The following is a concise list of topics we will likely need to address this fall for the fast recovery paper.

NB: (?) denotes tasks that are eventually necessary, but probably not critical for demonstrating our prototype.

New Log
1. checksumming
2. finding/identifying log head
3. simple cleaning
4. log per machine vs. log per partition
Backup Server
1. ops: open segment, write, commit segment
2. handle log discovery broadcasts
3. handle backup failures (?)
4. ensure durability of in-memory (non-committed) segments (?)
5. maintain utilisation stats and respond to load queries (?)
Cluster Coordinator
1. server monitoring and failure detection
2. new master selection
3. service location: resolve (table, key) -> master
4. coordinator failures (?)
Multi-server Clients
1. maintain "Config" table of service locators resolved from the cluster coordinator
Client Applications
1. Need "real" applications to throw at the system
2. Need benchmark and stress testing applications for performance measurement, load simulation, etc.
Data Model
1. Is key/value storage sufficiently interesting? If not, should we tackle indexes? What are the other alternatives?
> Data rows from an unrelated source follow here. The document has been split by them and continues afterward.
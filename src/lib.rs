// src/lib.rs

pub mod config;
pub mod error;
pub mod handlers;
pub mod models;
pub mod routes;
pub mod scoring;
pub mod state;
pub mod utils;

pub use routes::create_router;
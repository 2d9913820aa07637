/// Sanitizes company-authored rich text (job and company descriptions).
///
/// Whitelist based: formatting tags like <b>, <p>, <ul> survive, <script>
/// and <iframe> are dropped with their content, event-handler attributes are
/// stripped.
pub fn clean_html(input: &str) -> String {
    ammonia::clean(input)
}
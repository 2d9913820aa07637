// src/models/application.rs

use serde::{Deserialize, Serialize};
use sqlx::{prelude::FromRow, types::Json};
use validator::Validate;

use crate::models::skill::CandidateSkill;

pub const APPLICATION_STATUSES: [&str; 4] = ["pending", "reviewed", "accepted", "rejected"];

/// Represents the 'applications' table.
#[derive(Debug, Clone, FromRow, Serialize)]
pub struct Application {
    pub id: i64,
    pub job_id: i64,
    pub student_id: i64,
    pub cover_letter: Option<String>,
    /// Result of the job's custom assessment, if it has one.
    pub assessment_result_id: Option<i64>,
    pub status: String,
    pub created_at: Option<chrono::DateTime<chrono::Utc>>,
    pub updated_at: Option<chrono::DateTime<chrono::Utc>>,
}

/// A student's own application, joined with the job it targets.
#[derive(Debug, Serialize, FromRow)]
pub struct MyApplication {
    pub id: i64,
    pub job_id: i64,
    pub job_title: String,
    pub company_name: String,
    pub status: String,
    pub assessment_percentage: Option<i32>,
    pub created_at: Option<chrono::DateTime<chrono::Utc>>,
    pub updated_at: Option<chrono::DateTime<chrono::Utc>>,
}

/// Applicant row as read for ranking, before scoring.
#[derive(Debug, FromRow)]
pub struct ApplicantRow {
    pub application_id: i64,
    pub student_id: i64,
    pub username: String,
    pub full_name: Option<String>,
    pub skills: Option<Json<Vec<CandidateSkill>>>,
    pub cover_letter: Option<String>,
    pub status: String,
    pub assessment_percentage: Option<i32>,
    pub assessment_passed: Option<bool>,
    pub created_at: Option<chrono::DateTime<chrono::Utc>>,
}

#[derive(Debug, Serialize)]
pub struct ApplicantStudent {
    pub id: i64,
    pub username: String,
    pub full_name: Option<String>,
}

#[derive(Debug, Serialize)]
pub struct ApplicantAssessment {
    pub percentage: i32,
    pub passed: bool,
}

/// Applicant as returned by the ranking endpoint, best match first.
#[derive(Debug, Serialize)]
pub struct RankedApplicant {
    pub application_id: i64,
    pub student: ApplicantStudent,
    pub match_score: u32,
    pub status: String,
    pub cover_letter: Option<String>,
    pub assessment: Option<ApplicantAssessment>,
    pub applied_at: Option<chrono::DateTime<chrono::Utc>>,
}

/// DTO for applying to a job.
#[derive(Debug, Default, Deserialize, Validate)]
pub struct ApplyRequest {
    #[validate(length(max = 5000))]
    pub cover_letter: Option<String>,
}

/// DTO for a company moving an application along.
#[derive(Debug, Deserialize, Validate)]
pub struct UpdateApplicationStatusRequest {
    #[validate(custom(function = validate_application_status))]
    pub status: String,
}

fn validate_application_status(status: &str) -> Result<(), validator::ValidationError> {
    if !APPLICATION_STATUSES.contains(&status) {
        return Err(validator::ValidationError::new("invalid_application_status"));
    }
    Ok(())
}

#[cfg(test)]
mod tests {
    use super::*;

    #[test]
    fn status_must_be_known() {
        let ok = UpdateApplicationStatusRequest {
            status: "accepted".to_string(),
        };
        assert!(ok.validate().is_ok());

        let bad = UpdateApplicationStatusRequest {
            status: "hired".to_string(),
        };
        assert!(bad.validate().is_err());
    }
}
// src/handlers/admin.rs

use axum::{
    Json,
    extract::{Extension, Path, State},
    http::StatusCode,
    response::IntoResponse,
};
use sqlx::{PgPool, Postgres, QueryBuilder, types::Json as SqlJson};
use validator::Validate;

use crate::{
    config::Config,
    error::AppError,
    handlers::assessment::fetch_assessment,
    models::{
        assessment::{
            ASSESSMENT_COLUMNS, Assessment, CreateAssessmentRequest, UpdateAssessmentRequest,
            validate_questions,
        },
        user::User,
    },
    utils::jwt::Claims,
};

/// Lists all users in the system.
/// Admin only.
pub async fn list_users(State(pool): State<PgPool>) -> Result<impl IntoResponse, AppError> {
    let users = sqlx::query_as::<_, User>(
        r#"
        SELECT id, username, email, password, role, created_at
        FROM users
        ORDER BY id DESC
        "#,
    )
    .fetch_all(&pool)
    .await
    .map_err(|e| {
        tracing::error!("Failed to list users: {:?}", e);
        AppError::InternalServerError(e.to_string())
    })?;

    Ok(Json(users))
}

/// Deletes a user by ID, cascading to their profile, jobs and results.
/// Admin only. Prevents deleting self.
pub async fn delete_user(
    State(pool): State<PgPool>,
    Extension(claims): Extension<Claims>,
    Path(id): Path<i64>,
) -> Result<impl IntoResponse, AppError> {
    if id == claims.user_id()? {
        return Err(AppError::BadRequest("Cannot delete yourself".to_string()));
    }

    let result = sqlx::query("DELETE FROM users WHERE id = $1")
        .bind(id)
        .execute(&pool)
        .await
        .map_err(|e| {
            tracing::error!("Failed to delete user: {:?}", e);
            AppError::InternalServerError(e.to_string())
        })?;

    if result.rows_affected() == 0 {
        return Err(AppError::NotFound("User not found".to_string()));
    }

    tracing::info!(user_id = id, "User deleted by admin");
    Ok(StatusCode::NO_CONTENT)
}

/// Lists every general assessment, drafts included, with answer keys.
/// Admin only.
pub async fn list_assessments(State(pool): State<PgPool>) -> Result<impl IntoResponse, AppError> {
    let assessments = sqlx::query_as::<_, Assessment>(&format!(
        "SELECT {} FROM assessments WHERE job_id IS NULL ORDER BY id DESC",
        ASSESSMENT_COLUMNS
    ))
    .fetch_all(&pool)
    .await?;

    Ok(Json(assessments))
}

/// Creates a general skills assessment as an unpublished draft.
/// Admin only.
pub async fn create_assessment(
    State(pool): State<PgPool>,
    State(config): State<Config>,
    Extension(claims): Extension<Claims>,
    Json(payload): Json<CreateAssessmentRequest>,
) -> Result<impl IntoResponse, AppError> {
    payload.validate()?;
    validate_questions(&payload.questions)?;

    let id: i64 = sqlx::query_scalar(
        r#"
        INSERT INTO assessments
            (title, description, time_limit_minutes, passing_score, questions, created_by)
        VALUES ($1, $2, $3, $4, $5, $6)
        RETURNING id
        "#,
    )
    .bind(&payload.title)
    .bind(&payload.description)
    .bind(payload.time_limit_minutes)
    .bind(payload.passing_score.unwrap_or(config.default_passing_score))
    .bind(SqlJson(&payload.questions))
    .bind(claims.user_id()?)
    .fetch_one(&pool)
    .await
    .map_err(|e| {
        tracing::error!("Failed to create assessment: {:?}", e);
        AppError::InternalServerError(e.to_string())
    })?;

    Ok((StatusCode::CREATED, Json(serde_json::json!({"id": id}))))
}

/// Edits a draft assessment. Published assessments are frozen.
/// Admin only.
pub async fn update_assessment(
    State(pool): State<PgPool>,
    Path(id): Path<i64>,
    Json(payload): Json<UpdateAssessmentRequest>,
) -> Result<impl IntoResponse, AppError> {
    payload.validate()?;
    if let Some(questions) = &payload.questions {
        validate_questions(questions)?;
    }

    let current = fetch_assessment(&pool, id).await?;
    if current.job_id.is_some() {
        return Err(AppError::BadRequest(
            "Job assessments are managed by their company".to_string(),
        ));
    }
    if current.is_published {
        return Err(AppError::Conflict(
            "Published assessments cannot be edited".to_string(),
        ));
    }

    let mut builder: QueryBuilder<Postgres> = QueryBuilder::new("UPDATE assessments SET ");
    let mut separated = builder.separated(", ");
    let mut changed = false;

    if let Some(title) = payload.title {
        separated.push("title = ");
        separated.push_bind_unseparated(title);
        changed = true;
    }
    if let Some(description) = payload.description {
        separated.push("description = ");
        separated.push_bind_unseparated(description);
        changed = true;
    }
    if let Some(minutes) = payload.time_limit_minutes {
        separated.push("time_limit_minutes = ");
        separated.push_bind_unseparated(minutes);
        changed = true;
    }
    if let Some(passing_score) = payload.passing_score {
        separated.push("passing_score = ");
        separated.push_bind_unseparated(passing_score);
        changed = true;
    }
    if let Some(questions) = payload.questions {
        separated.push("questions = ");
        separated.push_bind_unseparated(SqlJson(questions));
        changed = true;
    }

    if !changed {
        return Ok(StatusCode::OK);
    }

    // Guard against a concurrent publish between the check and the write.
    builder.push(" WHERE is_published = FALSE AND id = ");
    builder.push_bind(id);

    let result = builder.build().execute(&pool).await.map_err(|e| {
        tracing::error!("Failed to update assessment: {:?}", e);
        AppError::InternalServerError(e.to_string())
    })?;

    if result.rows_affected() == 0 {
        return Err(AppError::Conflict(
            "Published assessments cannot be edited".to_string(),
        ));
    }

    Ok(StatusCode::OK)
}

/// Publishes a draft, freezing its questions.
/// Admin only.
pub async fn publish_assessment(
    State(pool): State<PgPool>,
    Path(id): Path<i64>,
) -> Result<impl IntoResponse, AppError> {
    let current = fetch_assessment(&pool, id).await?;
    // Stored drafts were validated on write; re-check before they become gradable.
    validate_questions(&current.questions)?;

    sqlx::query("UPDATE assessments SET is_published = TRUE WHERE id = $1")
        .bind(id)
        .execute(&pool)
        .await?;

    tracing::info!(assessment_id = id, "Assessment published");
    Ok(StatusCode::OK)
}

/// Deletes an assessment together with its results and attempts.
/// Admin only.
pub async fn delete_assessment(
    State(pool): State<PgPool>,
    Path(id): Path<i64>,
) -> Result<impl IntoResponse, AppError> {
    let result = sqlx::query("DELETE FROM assessments WHERE id = $1")
        .bind(id)
        .execute(&pool)
        .await
        .map_err(|e| {
            tracing::error!("Failed to delete assessment: {:?}", e);
            AppError::InternalServerError(e.to_string())
        })?;

    if result.rows_affected() == 0 {
        return Err(AppError::NotFound("Assessment not found".to_string()));
    }

    Ok(StatusCode::NO_CONTENT)
}
// src/handlers/auth.rs

use axum::{Json, extract::State, http::StatusCode, response::IntoResponse};
use serde_json::json;
use sqlx::PgPool;
use validator::Validate;

use crate::{
    config::Config,
    error::AppError,
    models::user::{LoginRequest, RegisterRequest, Role, User},
    utils::{
        hash::{hash_password, verify_password},
        jwt::sign_jwt,
    },
};

/// Registers a student or company account.
///
/// Creates the user row and its empty profile (student profile or company
/// record) in one transaction. Returns 201 Created and the user object
/// (excluding password).
pub async fn register(
    State(pool): State<PgPool>,
    Json(payload): Json<RegisterRequest>,
) -> Result<impl IntoResponse, AppError> {
    payload.validate()?;

    if payload.role == Role::Admin {
        return Err(AppError::BadRequest(
            "Only student or company accounts can register".to_string(),
        ));
    }
    let company_name = match (payload.role, payload.company_name.as_deref()) {
        (Role::Company, None) => {
            return Err(AppError::BadRequest(
                "company_name is required for company accounts".to_string(),
            ));
        }
        (Role::Company, Some(name)) => Some(name.trim().to_string()),
        _ => None,
    };

    let hashed_password = hash_password(&payload.password)?;

    let mut tx = pool.begin().await?;

    let user = sqlx::query_as::<_, User>(
        r#"
        INSERT INTO users (username, email, password, role)
        VALUES ($1, $2, $3, $4)
        RETURNING id, username, email, password, role, created_at
        "#,
    )
    .bind(payload.username.trim())
    .bind(payload.email.trim().to_lowercase())
    .bind(&hashed_password)
    .bind(payload.role.as_str())
    .fetch_one(&mut *tx)
    .await
    .map_err(|e| match AppError::from(e) {
        AppError::Conflict(_) => AppError::Conflict(format!(
            "Username '{}' or email is already taken",
            payload.username
        )),
        other => {
            tracing::error!("Failed to register user: {:?}", other);
            other
        }
    })?;

    match company_name {
        Some(name) => {
            sqlx::query("INSERT INTO companies (user_id, name) VALUES ($1, $2)")
                .bind(user.id)
                .bind(name)
                .execute(&mut *tx)
                .await?;
        }
        None => {
            sqlx::query("INSERT INTO student_profiles (user_id, full_name) VALUES ($1, $2)")
                .bind(user.id)
                .bind(payload.full_name.as_deref().map(str::trim))
                .execute(&mut *tx)
                .await?;
        }
    }

    tx.commit().await?;

    tracing::info!(user_id = user.id, role = %user.role, "User registered");
    Ok((StatusCode::CREATED, Json(user)))
}

/// Authenticates a user and returns a JWT token.
pub async fn login(
    State(pool): State<PgPool>,
    State(config): State<Config>,
    Json(payload): Json<LoginRequest>,
) -> Result<impl IntoResponse, AppError> {
    payload.validate()?;

    let user = sqlx::query_as::<_, User>(
        r#"
        SELECT id, username, email, password, role, created_at
        FROM users
        WHERE username = $1
        "#,
    )
    .bind(payload.username.trim())
    .fetch_optional(&pool)
    .await
    .map_err(|e| {
        tracing::error!("Login DB error: {:?}", e);
        AppError::InternalServerError(e.to_string())
    })?;

    // Same message for unknown user and bad password.
    let user = user.ok_or(AppError::AuthError("Invalid credentials".to_string()))?;

    if !verify_password(&payload.password, &user.password)? {
        return Err(AppError::AuthError("Invalid credentials".to_string()));
    }

    let role = Role::parse(&user.role).ok_or_else(|| {
        AppError::InternalServerError(format!("User {} has unknown role '{}'", user.id, user.role))
    })?;

    let token = sign_jwt(user.id, role, &config.jwt_secret, config.jwt_expiration)?;

    Ok(Json(json!({
        "token": token,
        "type": "Bearer",
        "role": role,
        "expires_in": config.jwt_expiration
    })))
}
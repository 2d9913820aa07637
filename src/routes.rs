// src/routes.rs

use axum::{
    Router,
    http::{HeaderValue, Method, header},
    middleware,
    routing::{get, post, put},
};
use tower::ServiceBuilder;
use tower_http::{
    cors::{AllowOrigin, CorsLayer},
    trace::TraceLayer,
};

use crate::{
    handlers::{admin, application, assessment, auth, health, job, matching, profile},
    state::AppState,
    utils::jwt::{auth_middleware, require_admin, require_company, require_student},
};

/// Assembles the main application router.
///
/// * Public: health, auth, job browsing.
/// * Any signed-in user: assessments, attempts, results.
/// * Role-scoped trees under `/api/student`, `/api/company`, `/api/admin`.
/// * Global middleware: Trace, CORS.
pub fn create_router(state: AppState) -> Router {
    let cors = cors_layer(&state.config.cors_origins);
    let authenticated = middleware::from_fn_with_state(state.clone(), auth_middleware);

    let auth_routes = Router::new()
        .route("/register", post(auth::register))
        .route("/login", post(auth::login));

    let job_routes = Router::new()
        .route("/", get(job::list_jobs))
        .route("/{id}", get(job::get_job));

    let learner_routes = Router::new()
        .route("/api/assessments", get(assessment::list_assessments))
        .route("/api/assessments/{id}", get(assessment::get_assessment))
        .route("/api/assessments/{id}/attempts", post(assessment::start_attempt))
        .route("/api/assessments/{id}/submit", post(assessment::submit_assessment))
        .route(
            "/api/attempts/{id}",
            get(assessment::get_attempt).put(assessment::save_attempt),
        )
        .route("/api/results", get(assessment::list_results))
        .layer(authenticated.clone());

    // Role checks run after authentication: layers apply from the outside in.
    let student_routes = Router::new()
        .route(
            "/profile",
            get(profile::get_profile).put(profile::update_profile),
        )
        .route("/recommendations", get(matching::recommend_jobs))
        .route("/jobs/{id}/apply", post(application::apply))
        .route("/applications", get(application::list_my_applications))
        .layer(middleware::from_fn(require_student))
        .layer(authenticated.clone());

    let company_routes = Router::new()
        .route(
            "/profile",
            get(profile::get_company).put(profile::update_company),
        )
        .route("/jobs", get(job::list_my_jobs).post(job::create_job))
        .route("/jobs/{id}", put(job::update_job).delete(job::delete_job))
        .route("/jobs/{id}/assessment", put(job::put_job_assessment))
        .route("/jobs/{id}/applicants", get(matching::list_applicants))
        .route(
            "/applications/{id}/status",
            put(application::update_application_status),
        )
        .layer(middleware::from_fn(require_company))
        .layer(authenticated.clone());

    let admin_routes = Router::new()
        .route("/users", get(admin::list_users))
        .route("/users/{id}", axum::routing::delete(admin::delete_user))
        .route(
            "/assessments",
            get(admin::list_assessments).post(admin::create_assessment),
        )
        .route(
            "/assessments/{id}",
            put(admin::update_assessment).delete(admin::delete_assessment),
        )
        .route("/assessments/{id}/publish", post(admin::publish_assessment))
        .layer(middleware::from_fn(require_admin))
        .layer(authenticated);

    Router::new()
        .route("/api/health", get(health))
        .nest("/api/auth", auth_routes)
        .nest("/api/jobs", job_routes)
        .merge(learner_routes)
        .nest("/api/student", student_routes)
        .nest("/api/company", company_routes)
        .nest("/api/admin", admin_routes)
        .layer(
            ServiceBuilder::new()
                .layer(TraceLayer::new_for_http())
                .layer(cors),
        )
        .with_state(state)
}

fn cors_layer(origins: &[String]) -> CorsLayer {
    let origins: Vec<HeaderValue> = origins
        .iter()
        .filter_map(|origin| match origin.parse() {
            Ok(value) => Some(value),
            Err(_) => {
                tracing::warn!("Ignoring invalid CORS origin: {}", origin);
                None
            }
        })
        .collect();

    CorsLayer::new()
        .allow_origin(AllowOrigin::list(origins))
        .allow_methods([Method::GET, Method::POST, Method::PUT, Method::DELETE])
        .allow_headers([header::AUTHORIZATION, header::CONTENT_TYPE])
}
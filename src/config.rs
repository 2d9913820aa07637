// src/config.rs

use std::env;
use std::net::SocketAddr;

use dotenvy::dotenv;

/// Passing threshold used when an assessment does not set its own.
pub const DEFAULT_PASSING_SCORE: i32 = 60;

/// How many jobs the recommendation endpoint scores per request.
pub const RECOMMENDATION_POOL_SIZE: i64 = 200;

#[derive(Debug, Clone)]
pub struct Config {
    pub database_url: String,
    pub jwt_secret: String,
    /// Token lifetime in seconds.
    pub jwt_expiration: u64,
    pub rust_log: String,
    pub bind_addr: SocketAddr,
    pub cors_origins: Vec<String>,
    pub admin_username: Option<String>,
    pub admin_password: Option<String>,
    pub default_passing_score: i32,
}

impl Config {
    pub fn from_env() -> Self {
        dotenv().ok();

        let database_url = env::var("DATABASE_URL").expect("DATABASE_URL must be set");

        let jwt_secret = env::var("JWT_SECRET").expect("JWT_SECRET must be set");

        let jwt_expiration = env::var("JWT_EXPIRATION")
            .ok()
            .and_then(|v| v.parse().ok())
            .unwrap_or(86_400);

        let rust_log = env::var("RUST_LOG").unwrap_or_else(|_| "info".to_string());

        let bind_addr = env::var("BIND_ADDR")
            .ok()
            .and_then(|v| v.parse().ok())
            .unwrap_or_else(|| SocketAddr::from(([0, 0, 0, 0], 3000)));

        let cors_origins = env::var("CORS_ORIGINS")
            .map(|v| parse_list(&v))
            .unwrap_or_else(|_| {
                vec![
                    "http://localhost:3000".to_string(),
                    "http://127.0.0.1:3000".to_string(),
                ]
            });

        let default_passing_score = env::var("DEFAULT_PASSING_SCORE")
            .ok()
            .and_then(|v| v.parse().ok())
            .filter(|score| (0..=100).contains(score))
            .unwrap_or(DEFAULT_PASSING_SCORE);

        Self {
            database_url,
            jwt_secret,
            jwt_expiration,
            rust_log,
            bind_addr,
            cors_origins,
            admin_username: env::var("ADMIN_USERNAME").ok().filter(|s| !s.is_empty()),
            admin_password: env::var("ADMIN_PASSWORD").ok().filter(|s| !s.is_empty()),
            default_passing_score,
        }
    }
}

fn parse_list(raw: &str) -> Vec<String> {
    raw.split(',')
        .map(str::trim)
        .filter(|s| !s.is_empty())
        .map(str::to_string)
        .collect()
}

#[cfg(test)]
mod tests {
    use super::*;

    #[test]
    fn origin_list_skips_blanks() {
        assert_eq!(
            parse_list("http://a.test, ,http://b.test ,"),
            vec!["http://a.test".to_string(), "http://b.test".to_string()]
        );
    }
}
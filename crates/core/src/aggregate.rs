//! # Response Aggregation
//!
//! Folds the assignments of a task into the summaries shown to organizers:
//!
//! - rehearsal polls become a per-slot heat map with rosters,
//! - availability requests become per-event buckets,
//! - acknowledgements become acknowledged / pending rosters.
//!
//! Only `COMPLETED` assignments contribute. A payload that cannot be
//! normalized is logged and skipped; that participant is reported as not
//! having responded and every other participant is still counted. Rosters
//! follow the order of the input assignments.

use std::collections::{HashMap, HashSet};

use chrono::{DateTime, Utc};
use serde::Serialize;
use tracing::{debug, warn};
use uuid::Uuid;

use crate::{
    errors::PlanError,
    models::{
        assignment::{Assignment, Availability, AvailabilityChoices, RehearsalSelection},
        slot::Slot,
        task::EventDetails,
    },
    normalize::{normalize_acknowledgement, normalize_availability, normalize_rehearsal},
    slots::SlotGrid,
};

/// A response that was left out of a report because it could not be read.
#[derive(Debug, Clone, PartialEq, Eq, Serialize)]
pub struct SkippedResponse {
    pub assignment_id: Uuid,
    pub participant_id: Uuid,
    pub display_name: String,
    pub reason: String,
}

impl SkippedResponse {
    fn new(assignment: &Assignment, error: &PlanError) -> Self {
        warn!(
            "Skipping response of assignment {} ({}): {}",
            assignment.id, assignment.participant.display_name, error
        );
        Self {
            assignment_id: assignment.id,
            participant_id: assignment.participant.id,
            display_name: assignment.participant.display_name.clone(),
            reason: error.to_string(),
        }
    }
}

#[derive(Debug, Clone, PartialEq, Eq, Serialize)]
pub struct SlotTally {
    pub slot: Slot,
    pub count: usize,
    pub roster: Vec<String>,
}

#[derive(Debug, Clone, Default, PartialEq, Eq, Serialize)]
pub struct RehearsalSummary {
    /// One entry per slot of the grid, day first then time.
    pub slots: Vec<SlotTally>,
    pub max_count: usize,
    pub total_responded: usize,
    pub responded: Vec<String>,
    pub not_responded: Vec<String>,
    pub skipped: Vec<SkippedResponse>,
}

impl RehearsalSummary {
    pub fn tally(&self, slot: &Slot) -> Option<&SlotTally> {
        self.slots
            .binary_search_by(|tally| tally.slot.cmp(slot))
            .ok()
            .map(|index| &self.slots[index])
    }

    pub fn count(&self, slot: &Slot) -> usize {
        self.tally(slot).map_or(0, |tally| tally.count)
    }

    pub fn roster(&self, slot: &Slot) -> &[String] {
        self.tally(slot)
            .map(|tally| tally.roster.as_slice())
            .unwrap_or_default()
    }

    /// Counts keyed by slot id.
    pub fn per_slot_count(&self) -> HashMap<String, usize> {
        self.slots
            .iter()
            .map(|tally| (tally.slot.id(), tally.count))
            .collect()
    }

    /// Heat-map intensity in `0.0..=1.0`, relative to the busiest slot.
    pub fn intensity(&self, slot: &Slot) -> f64 {
        if self.max_count == 0 {
            return 0.0;
        }
        self.count(slot) as f64 / self.max_count as f64
    }

    /// Slots chosen by the most participants.
    pub fn best_slots(&self) -> Vec<&SlotTally> {
        if self.max_count == 0 {
            return Vec::new();
        }
        self.slots
            .iter()
            .filter(|tally| tally.count == self.max_count)
            .collect()
    }
}

pub fn aggregate_rehearsal(grid: &SlotGrid, assignments: &[Assignment]) -> RehearsalSummary {
    let mut summary = RehearsalSummary {
        slots: grid
            .slots()
            .map(|slot| SlotTally {
                slot,
                count: 0,
                roster: Vec::new(),
            })
            .collect(),
        ..RehearsalSummary::default()
    };
    let mut responded_ids = HashSet::new();

    for assignment in assignments {
        let name = &assignment.participant.display_name;

        if !assignment.is_completed() {
            summary.not_responded.push(name.clone());
            continue;
        }

        let selection = match assignment.response() {
            Some(raw) => match normalize_rehearsal(raw) {
                Ok(selection) => selection,
                Err(error) => {
                    summary.skipped.push(SkippedResponse::new(assignment, &error));
                    summary.not_responded.push(name.clone());
                    continue;
                }
            },
            None => RehearsalSelection::default(),
        };

        for slot in &selection.slots {
            let Some(index) = grid.position(slot) else {
                debug!("Ignoring slot {} outside of the poll grid", slot);
                continue;
            };
            let tally = &mut summary.slots[index];
            tally.count += 1;
            tally.roster.push(name.clone());
            summary.max_count = summary.max_count.max(tally.count);
        }

        if responded_ids.insert(assignment.participant.id) {
            summary.responded.push(name.clone());
        }
    }

    summary.total_responded = responded_ids.len();
    summary
}

#[derive(Debug, Clone, PartialEq, Eq, Serialize)]
pub struct EventTally {
    pub event_id: String,
    pub label: String,
    pub starts_at: Option<DateTime<Utc>>,
    /// False when the event could not be found and `label` is the raw id.
    pub resolved: bool,
    pub available: Vec<String>,
    pub unavailable: Vec<String>,
    pub maybe: Vec<String>,
    pub no_response: Vec<String>,
}

impl EventTally {
    fn new(event_id: &str, details: Option<&EventDetails>) -> Self {
        if details.is_none() {
            debug!("Event {} not found, using its id as label", event_id);
        }
        Self {
            event_id: event_id.to_string(),
            label: details.map_or_else(|| event_id.to_string(), |event| event.title.clone()),
            starts_at: details.and_then(|event| event.starts_at),
            resolved: details.is_some(),
            available: Vec::new(),
            unavailable: Vec::new(),
            maybe: Vec::new(),
            no_response: Vec::new(),
        }
    }

    fn bucket_mut(&mut self, choice: Option<Availability>) -> &mut Vec<String> {
        match choice {
            Some(Availability::Available) => &mut self.available,
            Some(Availability::Unavailable) => &mut self.unavailable,
            Some(Availability::Maybe) => &mut self.maybe,
            None => &mut self.no_response,
        }
    }
}

#[derive(Debug, Clone, Default, PartialEq, Eq, Serialize)]
pub struct AvailabilityReport {
    pub events: Vec<EventTally>,
    pub total_responded: usize,
    pub skipped: Vec<SkippedResponse>,
}

/// Partitions participants into available / unavailable / maybe / no
/// response, separately for every event id.
pub fn aggregate_availability(
    event_ids: &[String],
    events: &HashMap<String, EventDetails>,
    assignments: &[Assignment],
) -> AvailabilityReport {
    let mut skipped = Vec::new();
    let mut responded_ids = HashSet::new();

    let normalized: Vec<(&str, Option<AvailabilityChoices>)> = assignments
        .iter()
        .map(|assignment| {
            let name = assignment.participant.display_name.as_str();
            if !assignment.is_completed() {
                return (name, None);
            }
            let choices = match assignment.response() {
                Some(raw) => match normalize_availability(raw) {
                    Ok(choices) => choices,
                    Err(error) => {
                        skipped.push(SkippedResponse::new(assignment, &error));
                        return (name, None);
                    }
                },
                None => AvailabilityChoices::default(),
            };
            responded_ids.insert(assignment.participant.id);
            (name, Some(choices))
        })
        .collect();

    let events = event_ids
        .iter()
        .map(|event_id| {
            let mut tally = EventTally::new(event_id, events.get(event_id));
            for (name, choices) in &normalized {
                let choice = choices
                    .as_ref()
                    .and_then(|choices| choices.choice_for(event_id));
                tally.bucket_mut(choice).push((*name).to_string());
            }
            tally
        })
        .collect();

    AvailabilityReport {
        events,
        total_responded: responded_ids.len(),
        skipped,
    }
}

#[derive(Debug, Clone, PartialEq, Eq, Serialize)]
pub struct AcknowledgedEntry {
    pub display_name: String,
    pub acknowledged_at: Option<DateTime<Utc>>,
}

#[derive(Debug, Clone, Default, PartialEq, Eq, Serialize)]
pub struct AcknowledgementSummary {
    pub acknowledged: Vec<AcknowledgedEntry>,
    pub pending: Vec<String>,
    pub skipped: Vec<SkippedResponse>,
}

pub fn aggregate_acknowledgements(assignments: &[Assignment]) -> AcknowledgementSummary {
    let mut summary = AcknowledgementSummary::default();

    for assignment in assignments {
        let name = assignment.participant.display_name.clone();
        if !assignment.is_completed() {
            summary.pending.push(name);
            continue;
        }

        let acknowledged_at = match assignment.response() {
            Some(raw) => match normalize_acknowledgement(raw) {
                Ok(acknowledgement) => acknowledgement.acknowledged_at,
                Err(error) => {
                    summary.skipped.push(SkippedResponse::new(assignment, &error));
                    summary.pending.push(name);
                    continue;
                }
            },
            None => None,
        };

        summary.acknowledged.push(AcknowledgedEntry {
            display_name: name,
            acknowledged_at,
        });
    }

    summary
}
  1. If indexes are needed, should we do them client-side or server-side?
Master Recovery
1. Replay Log and Rebuild hash table on new masters
2. Eventually reconstitute the original master (?)
Simulation
1. Can we demonstrate with 10 to 100 machines and extrapolate to 10,000+?
Machines
1. Need to acquire, set up experimental cluster
2. How many machines are needed?
3. Where can we put them?
4. Can't afford long delays in acquisition.
Load Balancing / Reconfiguration
1. Moving partitions between machines, splitting tables, etc. (?)
Partitioning
1. Figure out how we want to do partitioning within each master.